A friend confided recently that she can’t read The Giving Tree anymore because she cries too much. “Why does it make you cry” I queried. “Because the tree gives all she has” and then my friend paused, “I would do the same for my kids.” “Hopefully,” I replied, “you’ll raise sons who can take care of themselves without dismembering you.”
“Once there was a tree…”
The Giving Tree by Shell Silverstein is a nostalgic classic. Silverstein is a literary genius and I’ve spent hours reading his poems to my children. His material has more layers than an onion because he was more than clever, he is thought provoking as well. In The Giving Tree, Silverstein personifies a tree, giving her a maternal role. As the title suggest, the tree gives endlessly and is happy to do it. When the boy wants to play, she accommodates. When he wants a house, she lets him cut her branches. She loves the boy and gives all she has for him to be happy.
Many people find the book emotionally charged. It knocks us in the gut as we read about the mother tree giving and the boy taking, but why does a little book about an imaginary tree pack such an emotional punch? One reason: Because it’s true.
What does Silverstein tell us about the boy? We know he’s a typical little boy who just want to play. The boy seems to love the tree and the tree wants those days of play to never end. We also know the boy grows and he gets a girl, then materialism grabs him by the labels and drags him away from those long summer days of play. As the pages turn, we learn the boy ends up with no family, no friends, and nothing of value. Only the tree is left to love him.

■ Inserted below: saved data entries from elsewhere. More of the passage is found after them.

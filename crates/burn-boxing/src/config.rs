use alloc::string::String;
use alloc::vec::Vec;
use std::path::Path;

use serde::{Deserialize, Serialize};

use crate::Result;

/// Configuration of the [`BoxingInterpreter`](crate::BoxingInterpreter).
#[derive(Clone, Debug, PartialEq, Eq, Serialize, Deserialize)]
#[serde(default)]
pub struct BoxingConfig {
    /// Remember each rule's decision per pair of placed layouts.
    pub memoize_checks: bool,
    /// Names of rules that are never selected. The identity rule cannot be disabled.
    pub disabled_rules: Vec<String>,
    /// Reject split axes outside the logical rank before any rule runs.
    pub validate_split_axes: bool,
}

impl Default for BoxingConfig {
    fn default() -> Self {
        Self {
            memoize_checks: true,
            disabled_rules: Vec::new(),
            validate_split_axes: true,
        }
    }
}

impl BoxingConfig {
    /// Parses a configuration from JSON. Missing fields take their default value.
    pub fn from_json(json: &str) -> Result<Self> {
        Ok(serde_json::from_str(json)?)
    }

    /// Loads a configuration from a JSON file.
    pub fn load<P: AsRef<Path>>(path: P) -> Result<Self> {
        let json = std::fs::read_to_string(path)?;
        Self::from_json(&json)
    }

    /// Disables the rule named `rule`.
    pub fn with_disabled_rule<S: Into<String>>(mut self, rule: S) -> Self {
        self.disabled_rules.push(rule.into());
        self
    }

    /// Whether the rule named `rule` is disabled.
    pub fn is_disabled(&self, rule: &str) -> bool {
        self.disabled_rules.iter().any(|name| name == rule)
    }
}
use alloc::string::String;
use alloc::vec::Vec;

use crate::graph::{ControlGroup, TaskGraphBuilder, TaskId};
use crate::layout::{AxisDistribution, Placement};
use crate::{BoxingError, CheckError, LogicalBlobId, Result};

/// Diagnostic record of the builder that wired a sub task graph.
#[derive(Clone, Debug, PartialEq, Eq)]
pub struct SubTaskGraphStatus {
    /// Name of the builder.
    pub builder: &'static str,
    /// Human readable description of the wiring.
    pub comment: String,
}

/// Tasks produced by a sub task graph builder.
#[derive(Clone, Debug)]
pub struct SubTaskGraphOutput {
    /// One task per destination device, in parallel-id order.
    pub out_tasks: Vec<TaskId>,
    /// Per destination device, the source tasks linked by control edges only.
    pub ctrl_tasks: Vec<Vec<TaskId>>,
    /// Parallel id of the source task providing the data of each destination device.
    pub data_sources: Vec<usize>,
    /// Diagnostics.
    pub status: SubTaskGraphStatus,
}

/// Collapses a broadcast (or single device) source onto a single destination device.
///
/// The nearest source feeds the destination through a proxy node. Every other source joins
/// control group `0` of that proxy so the destination waits for all of them.
#[derive(Clone, Copy, Debug, Default)]
pub struct B21SubTaskGraphBuilder;

impl B21SubTaskGraphBuilder {
    /// Name reported in [`SubTaskGraphStatus`] and in [`BoxingError::BoxingNotSupported`].
    pub const NAME: &'static str = "B21SubTaskGraphBuilder";

    /// Wires `in_tasks` (one per device of `in_placement`) to `out_placement`.
    pub fn build(
        &self,
        graph: &dyn TaskGraphBuilder,
        in_tasks: &[TaskId],
        in_placement: &Placement,
        out_placement: &Placement,
        blob: &LogicalBlobId,
        in_distribution: AxisDistribution,
    ) -> Result<SubTaskGraphOutput> {
        let collapsible =
            in_placement.parallel_num() == 1 || in_distribution == AxisDistribution::Broadcast;
        if !collapsible || out_placement.parallel_num() != 1 {
            return Err(BoxingError::BoxingNotSupported { builder: Self::NAME });
        }
        if in_tasks.len() != in_placement.parallel_num() {
            return Err(CheckError::PlacementShape {
                reason: format!(
                    "{} source tasks for {} source devices",
                    in_tasks.len(),
                    in_placement.parallel_num()
                ),
            }
            .into());
        }

        let nearest = find_nearest_src_parallel_id(in_placement, out_placement, 0);
        let proxy = graph.add_proxy_node(in_tasks[nearest], blob, out_placement, 0);
        let group = ControlGroup { task: proxy, index: 0 };

        let ctrl: Vec<TaskId> = in_tasks
            .iter()
            .enumerate()
            .filter(|(parallel_id, _)| *parallel_id != nearest)
            .map(|(_, task)| *task)
            .collect();
        for task in ctrl.iter() {
            graph.add_control_edge(*task, group);
        }

        Ok(SubTaskGraphOutput {
            out_tasks: vec![proxy],
            status: SubTaskGraphStatus {
                builder: Self::NAME,
                comment: format!("data from source {nearest}, {} control edges", ctrl.len()),
            },
            ctrl_tasks: vec![ctrl],
            data_sources: vec![nearest],
        })
    }
}

/// Parallel id of the source device closest to device `out_parallel_id` of `out_placement`.
///
/// The same device wins, then the first device on the same machine, then parallel id `0`.
pub fn find_nearest_src_parallel_id(
    in_placement: &Placement,
    out_placement: &Placement,
    out_parallel_id: usize,
) -> usize {
    let Some(target) = out_placement.device(out_parallel_id) else {
        return 0;
    };
    let devices = in_placement.devices();

    devices
        .iter()
        .position(|device| *device == target)
        .or_else(|| devices.iter().position(|device| device.machine == target.machine))
        .unwrap_or(0)
}

#[cfg(test)]
mod tests {
    use super::*;
    use crate::graph::TaskGraph;
    use crate::layout::{DeviceId, DeviceKind, PlacementBuilder};

    fn blob() -> LogicalBlobId {
        LogicalBlobId::new("matmul", "out")
    }

    #[test]
    fn test_single_source_single_destination() {
        let graph = TaskGraph::default();
        let src = Placement::accelerators(0, [0]);
        let dst = Placement::accelerators(0, [1]);
        let tasks = graph.producer_tasks(&blob(), &src);

        let output = B21SubTaskGraphBuilder
            .build(&graph, &tasks, &src, &dst, &blob(), AxisDistribution::Broadcast)
            .unwrap();

        assert_eq!(output.out_tasks.len(), 1);
        assert_eq!(output.ctrl_tasks, vec![Vec::<TaskId>::new()]);
        assert_eq!(graph.data_edges(), vec![(tasks[0], output.out_tasks[0])]);
        assert!(graph.control_edges().is_empty());
        assert_eq!(output.status.builder, "B21SubTaskGraphBuilder");
    }

    #[test]
    fn test_broadcast_collapses_with_control_edges() {
        let graph = TaskGraph::default();
        let src = Placement::accelerators(0, 0..4);
        let dst = Placement::hosts(1, [0]);
        let tasks = graph.producer_tasks(&blob(), &src);

        let output = B21SubTaskGraphBuilder
            .build(&graph, &tasks, &src, &dst, &blob(), AxisDistribution::Broadcast)
            .unwrap();
        let proxy = output.out_tasks[0];
        let group = ControlGroup { task: proxy, index: 0 };

        assert_eq!(output.data_sources, vec![0]);
        assert_eq!(graph.data_edges(), vec![(tasks[0], proxy)]);
        assert_eq!(
            graph.control_edges(),
            vec![(tasks[1], group), (tasks[2], group), (tasks[3], group)]
        );
    }

    #[test]
    fn test_rejects_split_source() {
        let graph = TaskGraph::default();
        let src = Placement::accelerators(0, 0..2);
        let dst = Placement::accelerators(0, [0]);
        let tasks = graph.producer_tasks(&blob(), &src);

        let split = AxisDistribution::Split(0);

        let result = B21SubTaskGraphBuilder.build(&graph, &tasks, &src, &dst, &blob(), split);

        assert!(matches!(
            result,
            Err(BoxingError::BoxingNotSupported {
                builder: "B21SubTaskGraphBuilder"
            })
        ));
        assert!(graph.data_edges().is_empty());
    }

    #[test]
    fn test_nearest_source_follows_topology() {
        let src = Placement::accelerators(0, 0..4);

        assert_eq!(find_nearest_src_parallel_id(&src, &Placement::accelerators(0, [2]), 0), 2);
        assert_eq!(find_nearest_src_parallel_id(&src, &Placement::accelerators(1, [2]), 0), 0);
        assert_eq!(find_nearest_src_parallel_id(&src, &Placement::accelerators(0, [7]), 0), 0);

        let remote = Placement::accelerators(1, 0..2);
        let devices = vec![DeviceId::new(0, 0), DeviceId::new(1, 3)];
        let mixed = PlacementBuilder::new(DeviceKind::Accelerator, devices)
            .build()
            .unwrap();
        assert_eq!(find_nearest_src_parallel_id(&mixed, &remote, 0), 1);
    }
}
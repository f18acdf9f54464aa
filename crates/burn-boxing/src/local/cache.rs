use alloc::sync::Arc;
use alloc::vec::Vec;
use core::sync::atomic::{AtomicUsize, Ordering};

use dashmap::DashMap;
use dashmap::mapref::entry::Entry;

use super::OpDescriptor;
use crate::layout::Placement;

/// Structural parameters that determine an eager boxing operator.
///
/// Two keys compare equal exactly when the operators they describe behave identically.
#[derive(Clone, Debug, Hash, PartialEq, Eq)]
pub struct DescriptorKey {
    /// Operator type.
    pub op_type: &'static str,
    /// Placement the operator reads from.
    pub in_placement: Placement,
    /// Placement the operator writes to.
    pub out_placement: Placement,
    /// Split axis of the input, if split.
    pub in_split_axis: Option<usize>,
    /// Split axis of the output, if split.
    pub out_split_axis: Option<usize>,
    /// Logical shape of the tensor.
    pub shape: Vec<usize>,
}

/// Process-wide cache of operator descriptors, keyed by value.
///
/// Exactly one descriptor is built per key, even when several threads race on the first use;
/// every caller observes that same instance.
#[derive(Default)]
pub struct DescriptorCache {
    descriptors: DashMap<DescriptorKey, Arc<OpDescriptor>>,
    builds: AtomicUsize,
}

impl DescriptorCache {
    /// Returns the descriptor cached for `key`, building it with `build` on first use.
    pub fn get_or_build<F>(&self, key: DescriptorKey, build: F) -> Arc<OpDescriptor>
    where
        F: FnOnce(&DescriptorKey) -> OpDescriptor,
    {
        if let Some(descriptor) = self.descriptors.get(&key) {
            return descriptor.value().clone();
        }

        // The vacant entry keeps its shard locked until the descriptor is inserted.
        match self.descriptors.entry(key) {
            Entry::Occupied(entry) => entry.get().clone(),
            Entry::Vacant(entry) => {
                log::trace!("Building `{}` descriptor", entry.key().op_type);
                let descriptor = Arc::new(build(entry.key()));
                self.builds.fetch_add(1, Ordering::Relaxed);
                entry.insert(descriptor).value().clone()
            }
        }
    }

    /// Number of cached descriptors.
    pub fn len(&self) -> usize {
        self.descriptors.len()
    }

    /// Whether no descriptor is cached.
    pub fn is_empty(&self) -> bool {
        self.descriptors.is_empty()
    }

    /// Number of descriptors built since creation.
    pub fn builds(&self) -> usize {
        self.builds.load(Ordering::Relaxed)
    }
}
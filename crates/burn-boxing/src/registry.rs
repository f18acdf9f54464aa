use alloc::string::String;
use alloc::vec::Vec;
use core::fmt;

use dashmap::DashMap;

use crate::layout::PlacedLayout;
use crate::{
    BoxingConfig, BoxingContext, CheckError, DistributedTensor, Result, collective, graph, local,
};

/// Decides whether a rule handles a transition. Must be pure: the same pair always yields the
/// same decision.
pub type Checker = fn(&PlacedLayout, &PlacedLayout) -> core::result::Result<(), CheckError>;

/// Performs a transition accepted by the matching [`Checker`].
pub type Executor = fn(
    &BoxingContext,
    &DistributedTensor,
    &PlacedLayout,
    &PlacedLayout,
) -> Result<DistributedTensor>;

/// Name of the rule that returns the input tensor when source and destination are equal.
pub const IDENTITY: &str = "identity";

/// A named pair of checker and executor.
#[derive(Clone)]
pub struct TransitionRule {
    name: String,
    checker: Checker,
    executor: Executor,
}

impl TransitionRule {
    /// Name used in diagnostics and configuration.
    pub fn name(&self) -> &str {
        &self.name
    }

    /// Runs the checker without memoization.
    pub fn check(
        &self,
        src: &PlacedLayout,
        dst: &PlacedLayout,
    ) -> core::result::Result<(), CheckError> {
        (self.checker)(src, dst)
    }

    /// Runs the executor.
    pub fn execute(
        &self,
        ctx: &BoxingContext,
        tensor: &DistributedTensor,
        src: &PlacedLayout,
        dst: &PlacedLayout,
    ) -> Result<DistributedTensor> {
        (self.executor)(ctx, tensor, src, dst)
    }
}

impl fmt::Debug for TransitionRule {
    fn fmt(&self, f: &mut fmt::Formatter<'_>) -> fmt::Result {
        f.debug_struct("TransitionRule").field("name", &self.name).finish()
    }
}

type MemoKey = (usize, PlacedLayout, PlacedLayout);

/// Ordered set of transition rules. The first rule whose checker accepts a pair handles it.
///
/// Rules are registered once, before the registry is shared, and never change afterwards.
/// Checker decisions are memoized per rule and pair for the lifetime of the registry.
#[derive(Default)]
pub struct RuleRegistry {
    rules: Vec<TransitionRule>,
    memo: DashMap<MemoKey, core::result::Result<(), CheckError>>,
}

impl RuleRegistry {
    /// Creates an empty registry.
    pub fn new() -> Self {
        Self::default()
    }

    /// Registry holding the built-in rules, cheapest first:
    ///
    /// 1. `identity`
    /// 2. the collective rules (`nccl-*`)
    /// 3. the local operator rules (`eager-*`)
    /// 4. the sub-task-graph rule (`b-to-1`)
    pub fn with_default_rules() -> Self {
        let mut registry = Self::new();
        registry.register(IDENTITY, check_identity, execute_identity);
        collective::register_rules(&mut registry);
        local::register_rules(&mut registry);
        graph::register_rules(&mut registry);
        registry
    }

    /// Appends a rule.
    ///
    /// # Panics
    /// Panics if a rule with the same name is already registered.
    pub fn register<S: Into<String>>(
        &mut self,
        name: S,
        checker: Checker,
        executor: Executor,
    ) -> &mut Self {
        let name = name.into();
        assert!(
            self.rules.iter().all(|rule| rule.name != name),
            "Boxing rule `{name}` registered twice"
        );
        self.rules.push(TransitionRule {
            name,
            checker,
            executor,
        });
        self
    }

    /// Registered rules, in priority order.
    pub fn rules(&self) -> &[TransitionRule] {
        &self.rules
    }

    /// Number of memoized decisions.
    pub fn memoized(&self) -> usize {
        self.memo.len()
    }

    fn check(
        &self,
        index: usize,
        src: &PlacedLayout,
        dst: &PlacedLayout,
        memoize: bool,
    ) -> core::result::Result<(), CheckError> {
        let rule = &self.rules[index];
        if !memoize {
            return rule.check(src, dst);
        }

        let key = (index, src.clone(), dst.clone());
        if let Some(decision) = self.memo.get(&key) {
            return decision.clone();
        }
        let decision = rule.check(src, dst);
        self.memo.entry(key).or_insert(decision).clone()
    }

    /// Selects the first enabled rule that accepts `src -> dst`.
    ///
    /// On failure, returns every rule's reason for rejecting the pair.
    pub fn select(
        &self,
        src: &PlacedLayout,
        dst: &PlacedLayout,
        config: &BoxingConfig,
    ) -> core::result::Result<&TransitionRule, Vec<(String, CheckError)>> {
        let mut rejections = Vec::new();

        for (index, rule) in self.rules.iter().enumerate() {
            if rule.name != IDENTITY && config.is_disabled(&rule.name) {
                rejections.push((rule.name.clone(), CheckError::Disabled));
                continue;
            }
            match self.check(index, src, dst, config.memoize_checks) {
                Ok(()) => return Ok(rule),
                Err(reason) => {
                    log::trace!("Boxing rule `{}` rejected {src} -> {dst}: {reason}", rule.name);
                    rejections.push((rule.name.clone(), reason));
                }
            }
        }

        Err(rejections)
    }
}

fn check_identity(src: &PlacedLayout, dst: &PlacedLayout) -> core::result::Result<(), CheckError> {
    if src == dst {
        Ok(())
    } else {
        Err(CheckError::NotIdentity)
    }
}

fn execute_identity(
    _ctx: &BoxingContext,
    tensor: &DistributedTensor,
    _src: &PlacedLayout,
    _dst: &PlacedLayout,
) -> Result<DistributedTensor> {
    Ok(tensor.clone())
}

#[cfg(test)]
mod tests {
    use super::*;
    use crate::layout::{Layout, Placement};

    fn placed(n: usize, layout: Layout) -> PlacedLayout {
        PlacedLayout::new(Placement::accelerators(0, 0..n), layout).unwrap()
    }

    fn names(registry: &RuleRegistry) -> Vec<&str> {
        registry.rules().iter().map(|rule| rule.name()).collect()
    }

    #[test]
    fn test_default_registration_order() {
        let registry = RuleRegistry::with_default_rules();

        assert_eq!(
            names(&registry),
            vec![
                "identity",
                "nccl-p-to-b",
                "nccl-p-to-s",
                "nccl-s-to-b",
                "nccl-s-to-s",
                "eager-p-to-b",
                "eager-p-to-s",
                "eager-s-to-b",
                "eager-b-to-s",
                "eager-naive-s-to-s",
                "b-to-1",
            ]
        );
    }

    #[test]
    #[should_panic = "Boxing rule `identity` registered twice"]
    fn test_rule_names_should_be_unique() {
        let mut registry = RuleRegistry::with_default_rules();
        registry.register(IDENTITY, check_identity, execute_identity);
    }

    #[test]
    fn test_first_accepting_rule_wins() {
        let mut registry = RuleRegistry::new();
        registry
            .register("first", |_, _| Ok(()), execute_identity)
            .register("second", |_, _| Ok(()), execute_identity);

        let src = placed(2, Layout::partial_sum());
        let dst = placed(2, Layout::broadcast());

        let rule = registry
            .select(&src, &dst, &BoxingConfig::default())
            .unwrap();
        assert_eq!(rule.name(), "first");
    }

    #[test]
    fn test_memoized_decisions_match_direct_checks() {
        let registry = RuleRegistry::with_default_rules();
        let config = BoxingConfig::default();
        let src = placed(4, Layout::split(0));
        let dst = placed(4, Layout::split(1));

        let first = registry.select(&src, &dst, &config).unwrap().name().to_string();
        let memoized = registry.memoized();
        let second = registry.select(&src, &dst, &config).unwrap().name().to_string();

        assert_eq!(first, "nccl-s-to-s");
        assert_eq!(first, second);
        assert_eq!(registry.memoized(), memoized);

        let unmemoized = BoxingConfig {
            memoize_checks: false,
            ..BoxingConfig::default()
        };
        assert_eq!(registry.select(&src, &dst, &unmemoized).unwrap().name(), first);
    }

    #[test]
    fn test_disabled_rules_are_skipped() {
        let registry = RuleRegistry::with_default_rules();
        let config = BoxingConfig::default().with_disabled_rule("nccl-p-to-b");

        let rule = registry
            .select(&placed(4, Layout::partial_sum()), &placed(4, Layout::broadcast()), &config)
            .unwrap();
        assert_eq!(rule.name(), "eager-p-to-b");
    }

    #[test]
    fn test_identity_cannot_be_disabled() {
        let registry = RuleRegistry::with_default_rules();
        let config = BoxingConfig::default().with_disabled_rule(IDENTITY);
        let layout = placed(4, Layout::split(0));

        assert_eq!(registry.select(&layout, &layout, &config).unwrap().name(), IDENTITY);
    }

    #[test]
    fn test_rejections_are_reported_in_order() {
        let registry = RuleRegistry::with_default_rules();
        let src = PlacedLayout::new(Placement::accelerators(0, 0..4), Layout::split(0)).unwrap();
        let dst = PlacedLayout::new(Placement::accelerators(0, 0..6), Layout::split(0)).unwrap();

        let rejections = registry.select(&src, &dst, &BoxingConfig::default()).unwrap_err();
        assert_eq!(rejections.len(), registry.rules().len());
        assert_eq!(rejections[0], (IDENTITY.to_string(), CheckError::NotIdentity));
        assert_eq!(
            rejections[4],
            ("nccl-s-to-s".to_string(), CheckError::SameSplitAxis { axis: 0 })
        );
        assert_eq!(rejections[9].1, CheckError::SameSplitAxis { axis: 0 });
        assert!(matches!(rejections[10].1, CheckError::PlacementShape { .. }));
    }
}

“And the tree was happy…but not really.”
We see the story all around us. The boys who take and take and take. The parents who give and give and give. The young women who guilt and guilt and guilt. We know the men and women who spend their lives taking from their parents and resenting them when they have nothing left to give. Those children only show up when they need something. They learn to value people for what they have to give them and end up fighting over contents of their parents will. But things don’t satisfy, relationships do.
The thing that’s hardest about reading Silverstein is the brutally honest account of life as it is – many adorable little children grow up to become wickedly obsessed with all the wrong things. The boy in The Giving Tree seems alone, which is a haunting prospect for most of us.
A mother’s love is about more than giving. It’s about teaching respect, helping children learn life skills, demonstrating how meaningful relationships work, and much more. What’s wrong with this story is the boy isn’t shown the fundamentals of life – no tough love, discipline, and he’s not taught to respect the tree. Like most boys, the boy in the story is not guided by wisdom, so he turns destructive and ends up ruining his life and destroying the tree. The boy’s wants are enabled by a loving, but ineffective tree. What he needs is a mother and a father.
“Swing from my branches”
As parents, let the kids swing from our branches, but let’s help them avoid the miserable fate of the boy by working into their lives a sense of decency. We are called to be parents, not trees.